Assignment ▸ Write out all the data again, exactly as shown.

(Stored data entries)
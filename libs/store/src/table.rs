//! The tabular store interface.

use async_trait::async_trait;
use serde_json::{Map, Value};

use crate::StoreResult;

/// A stored row: column name to JSON value.
pub type Row = Map<String, Value>;

/// Equality match on one column.
#[derive(Debug, Clone, PartialEq)]
pub struct Filter {
    pub column: String,
    pub value: Value,
}

impl Filter {
    /// Matches rows whose `column` equals `value`.
    pub fn eq(column: impl Into<String>, value: impl Into<Value>) -> Self {
        Self {
            column: column.into(),
            value: value.into(),
        }
    }

    /// The filter value as the text a remote store compares against.
    ///
    /// Remote stores compare on the textual form, so `"2"` and `2` match.
    pub fn value_text(&self) -> Option<String> {
        value_text(&self.value)
    }

    /// Returns true if `row` satisfies this filter.
    pub fn matches(&self, row: &Row) -> bool {
        match row.get(&self.column) {
            Some(actual) => actual == &self.value || value_text(actual) == self.value_text(),
            None => self.value.is_null(),
        }
    }
}

pub(crate) fn value_text(value: &Value) -> Option<String> {
    match value {
        Value::Null => None,
        Value::String(s) => Some(s.clone()),
        other => Some(other.to_string()),
    }
}

/// A remote tabular store.
///
/// Implementations must report violated unique constraints as
/// `StoreError::UniqueViolation`, and `update` must return exactly the rows
/// it changed (an empty vector when nothing matched).
#[async_trait]
pub trait TableStore: Send + Sync {
    /// Short backend name for logs.
    fn backend(&self) -> &'static str;

    /// Read all rows of `table`, optionally restricted by `filter`.
    async fn select(&self, table: &str, filter: Option<&Filter>) -> StoreResult<Vec<Row>>;

    /// Insert one row and return it as stored.
    async fn insert(&self, table: &str, row: Row) -> StoreResult<Row>;

    /// Apply `changes` to every row matching `filter` and return the updated rows.
    async fn update(&self, table: &str, changes: Row, filter: &Filter) -> StoreResult<Vec<Row>>;

    /// Call a server-side procedure and return its rows.
    async fn rpc(&self, procedure: &str, params: Row) -> StoreResult<Vec<Row>>;
}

Answer ▸
filename libs/store/src/table.rs
//! The tabular store interface.

use async_trait::async_trait;
use serde_json::{Map, Value};

use crate::StoreResult;

/// A stored row: column name to JSON value.
pub type Row = Map<String, Value>;

/// Equality match on one column.
#[derive(Debug, Clone, PartialEq)]
pub struct Filter {
    pub column: String,
    pub value: Value,
}

impl Filter {
    /// Matches rows whose `column` equals `value`.
    pub fn eq(column: impl Into<String>, value: impl Into<Value>) -> Self {
        Self {
            column: column.into(),
            value: value.into(),
        }
    }

    /// The filter value as the text a remote store compares against.
    ///
    /// Remote stores compare on the textual form, so `"2"` and `2` match.
    pub fn value_text(&self) -> Option<String> {
        value_text(&self.value)
    }

    /// Returns true if `row` satisfies this filter.
    pub fn matches(&self, row: &Row) -> bool {
        match row.get(&self.column) {
            Some(actual) => actual == &self.value || value_text(actual) == self.value_text(),
            None => self.value.is_null(),
        }
    }
}

pub(crate) fn value_text(value: &Value) -> Option<String> {
    match value {
        Value::Null => None,
        Value::String(s) => Some(s.clone()),
        other => Some(other.to_string()),
    }
}

/// A remote tabular store.
///
/// Implementations must report violated unique constraints as
/// `StoreError::UniqueViolation`, and `update` must return exactly the rows
/// it changed (an empty vector when nothing matched).
#[async_trait]
pub trait TableStore: Send + Sync {
    /// Short backend name for logs.
    fn backend(&self) -> &'static str;

    /// Read all rows of `table`, optionally restricted by `filter`.
    async fn select(&self, table: &str, filter: Option<&Filter>) -> StoreResult<Vec<Row>>;

    /// Insert one row and return it as stored.
    async fn insert(&self, table: &str, row: Row) -> StoreResult<Row>;

    /// Apply `changes` to every row matching `filter` and return the updated rows.
    async fn update(&self, table: &str, changes: Row, filter: &Filter) -> StoreResult<Vec<Row>>;

    /// Call a server-side procedure and return its rows.
    async fn rpc(&self, procedure: &str, params: Row) -> StoreResult<Vec<Row>>;
}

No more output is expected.